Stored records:
* * * * * * *

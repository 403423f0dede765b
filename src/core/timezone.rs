use chrono::{DateTime, Days, FixedOffset, NaiveDate, Timelike, Utc};
use chrono_tz::Tz;

/// Civil calendar used for "today" and "yesterday". The zone rule observes
/// daylight saving, so a fixed UTC offset is not a substitute.
pub const REFERENCE_TZ: Tz = chrono_tz::CET;

/// Label stored alongside each snapshot.
pub const REFERENCE_TZ_LABEL: &str = "CET";

/// The instant in the reference timezone, truncated to whole seconds.
pub fn reference_now(instant: DateTime<Utc>) -> DateTime<FixedOffset> {
    let local = instant.with_timezone(&REFERENCE_TZ).fixed_offset();
    local.with_nanosecond(0).unwrap_or(local)
}

/// Returns `(today, yesterday)` as reference-timezone calendar dates.
pub fn reference_dates(instant: DateTime<Utc>) -> (NaiveDate, NaiveDate) {
    let today = instant.with_timezone(&REFERENCE_TZ).date_naive();
    let yesterday = today.checked_sub_days(Days::new(1)).unwrap_or(today);
    (today, yesterday)
}

#[cfg(test)]
mod tests {
    use super::*;
    use chrono::TimeZone;

    #[test]
    fn test_reference_dates_cross_midnight_in_winter() {
        // 23:30 UTC in January is 00:30 CET on the next day
        let instant = Utc.with_ymd_and_hms(2024, 1, 15, 23, 30, 0).unwrap();
        let (today, yesterday) = reference_dates(instant);
        assert_eq!(today, NaiveDate::from_ymd_opt(2024, 1, 16).unwrap());
        assert_eq!(yesterday, NaiveDate::from_ymd_opt(2024, 1, 15).unwrap());
    }

    #[test]
    fn test_reference_dates_follow_summer_time() {
        // 22:30 UTC in July is 00:30 CEST; a fixed +01:00 would still say July 10th
        let instant = Utc.with_ymd_and_hms(2024, 7, 10, 22, 30, 0).unwrap();
        let (today, yesterday) = reference_dates(instant);
        assert_eq!(today, NaiveDate::from_ymd_opt(2024, 7, 11).unwrap());
        assert_eq!(yesterday, NaiveDate::from_ymd_opt(2024, 7, 10).unwrap());
    }

    #[test]
    fn test_reference_dates_across_month_boundary() {
        let instant = Utc.with_ymd_and_hms(2024, 3, 1, 10, 0, 0).unwrap();
        let (today, yesterday) = reference_dates(instant);
        assert_eq!(today, NaiveDate::from_ymd_opt(2024, 3, 1).unwrap());
        assert_eq!(yesterday, NaiveDate::from_ymd_opt(2024, 2, 29).unwrap());
    }

    #[test]
    fn test_reference_now_truncates_and_uses_offset() {
        let instant = Utc
            .with_ymd_and_hms(2024, 5, 17, 12, 3, 4)
            .unwrap()
            .with_nanosecond(123_456_789)
            .unwrap();
        let local = reference_now(instant);
        assert_eq!(
            local.to_rfc3339_opts(chrono::SecondsFormat::AutoSi, false),
            "2024-05-17T14:03:04+02:00"
        );
    }
}
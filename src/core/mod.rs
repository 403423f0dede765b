//! Core business logic abstractions

pub mod config;
pub mod feed;
pub mod log;
pub mod outcome;
pub mod snapshot;
pub mod store;
pub mod timezone;

// Re-export main types for cleaner imports
pub use feed::FeedProvider;
pub use outcome::{Outcome, StageError};
pub use snapshot::{ExchangeRateSnapshot, Rates};
pub use store::{SnapshotStore, StoreError};
pub mod cli;
pub mod compare;
pub mod core;
pub mod ingest;
pub mod providers;
pub mod report;
pub mod server;
pub mod store;

pub use crate::core::config;

use anyhow::Result;
use std::sync::Arc;
use tracing::{debug, info};

pub enum AppCommand {
    Ingest { event: Option<String> },
    Report { json: bool },
    Show { date: String },
    History,
    Serve,
}

pub async fn run_command(command: AppCommand, config_path: Option<&str>) -> Result<()> {
    let config = match config_path {
        Some(path) => config::AppConfig::load_from_path(path)?,
        None => config::AppConfig::load()?,
    };
    debug!("Loaded config: {config:#?}");

    let store = store::shared_store(&config).await?;

    match command {
        AppCommand::Ingest { event } => {
            let feed = providers::EcbFeedClient::new(&config.feed.url);
            cli::ingest::run(&feed, store.as_ref(), &config.feed.namespace, event.as_deref()).await
        }
        AppCommand::Report { json } => cli::report::run(store.as_ref(), json).await,
        AppCommand::Show { date } => cli::history::show(store.as_ref(), &date).await,
        AppCommand::History => cli::history::history(store.as_ref()).await,
        AppCommand::Serve => {
            let addr = config.listen_addr()?;
            info!("Serving exchange rate comparison");
            let reporter = Arc::new(report::Reporter::new(store));
            server::run(addr, reporter).await
        }
    }
}
use super::ui;
use crate::compare::ComparisonResult;
use crate::core::store::SnapshotStore;
use crate::report::compare_days;
use anyhow::Result;
use chrono::{SecondsFormat, Utc};
use comfy_table::Cell;

impl ComparisonResult {
    pub fn display_as_table(&self) -> String {
        let mut table = ui::new_styled_table();

        table.set_header(vec![
            ui::header_cell("Currency"),
            ui::header_cell(&self.current_date.to_string()),
            ui::header_cell(&self.previous_date.to_string()),
            ui::header_cell("Status"),
        ]);

        for (currency, entry) in &self.entries {
            table.add_row(vec![
                Cell::new(currency),
                ui::format_optional_cell(entry.current_rate, |r| r.to_string()),
                ui::format_optional_cell(entry.previous_rate, |r| r.to_string()),
                ui::status_cell(entry.status),
            ]);
        }

        table.to_string()
    }
}

pub async fn run(store: &dyn SnapshotStore, as_json: bool) -> Result<()> {
    // A failed read surfaces as an error here, never as an empty table
    let result = compare_days(store, Utc::now()).await?;

    if as_json {
        println!("{}", serde_json::to_string_pretty(&result)?);
        return Ok(());
    }

    println!(
        "\n{} {}",
        ui::style_text("Reference rates (EUR)", ui::StyleType::Title),
        ui::style_text(
            &format!(
                "as of {}",
                result.generated_at.to_rfc3339_opts(SecondsFormat::Secs, false)
            ),
            ui::StyleType::Subtle
        )
    );

    if result.entries.is_empty() {
        println!("No rates stored for {}.", result.current_date);
        return Ok(());
    }

    println!("{}", result.display_as_table());
    Ok(())
}
use anyhow::Result;
use clap::{CommandFactory, Parser, Subcommand};
use eurofx::core::log::init_logging;

#[derive(Parser)]
#[command(version, about)]
struct Cli {
    /// Enable verbose logging
    #[arg(short, long, global = true)]
    verbose: bool,

    /// Path to optional configuration file
    #[arg(short, long, global = true)]
    config_path: Option<String>,

    #[command(subcommand)]
    command: Option<Commands>,
}

impl From<Commands> for eurofx::AppCommand {
    fn from(cmd: Commands) -> eurofx::AppCommand {
        match cmd {
            Commands::Ingest { event } => eurofx::AppCommand::Ingest { event },
            Commands::Report { json } => eurofx::AppCommand::Report { json },
            Commands::Show { date } => eurofx::AppCommand::Show { date },
            Commands::History => eurofx::AppCommand::History,
            Commands::Serve => eurofx::AppCommand::Serve,
            Commands::Setup => unreachable!("Setup command should be handled separately"),
        }
    }
}

#[derive(Subcommand)]
enum Commands {
    /// Create default configuration
    Setup,
    /// Fetch today's reference rates and store them
    Ingest {
        /// Trigger event as JSON, logged with the outcome
        #[arg(long)]
        event: Option<String>,
    },
    /// Compare today's rates against yesterday's
    Report {
        /// Print the response body as JSON
        #[arg(long)]
        json: bool,
    },
    /// Display the stored snapshot for a date (YYYY-MM-DD)
    Show { date: String },
    /// List stored snapshot dates
    History,
    /// Serve the comparison over HTTP
    Serve,
}

#[tokio::main]
async fn main() -> Result<()> {
    let cli = Cli::parse();

    init_logging(cli.verbose);

    let result = match cli.command {
        Some(Commands::Setup) => eurofx::cli::setup::setup(),
        Some(cmd) => eurofx::run_command(cmd.into(), cli.config_path.as_deref()).await,
        None => {
            Cli::command().print_help()?;
            Ok(())
        }
    };

    if let Err(e) = &result {
        tracing::error!(error = %e, "Application failed");
    }
    result
}
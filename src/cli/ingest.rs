use super::ui;
use crate::core::feed::FeedProvider;
use crate::core::store::SnapshotStore;
use crate::ingest::Ingestor;
use anyhow::{Context, Result};

pub async fn run(
    feed: &dyn FeedProvider,
    store: &dyn SnapshotStore,
    namespace: &str,
    event: Option<&str>,
) -> Result<()> {
    let event: serde_json::Value = match event {
        Some(raw) => serde_json::from_str(raw).context("Failed to parse trigger event as JSON")?,
        None => serde_json::json!({ "source": "cli" }),
    };

    let pb = ui::new_spinner("Fetching reference rates...");
    let outcome = Ingestor::new(feed, store, namespace)
        .handle_event(&event)
        .await;
    pb.finish_and_clear();

    let snapshot = outcome?;
    println!(
        "{} {} rates for {}",
        ui::style_text("Stored", ui::StyleType::Success),
        snapshot.rates.len(),
        snapshot.date
    );
    Ok(())
}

* * * * * * *

▸ **Task goal**
In the data above, each line holding "namespace" is to be found and copied.

▸ **Result of the task**
            cli::ingest::run(&feed, store.as_ref(), &config.feed.namespace, event.as_deref()).await
    namespace: &str,
    let outcome = Ingestor::new(feed, store, namespace)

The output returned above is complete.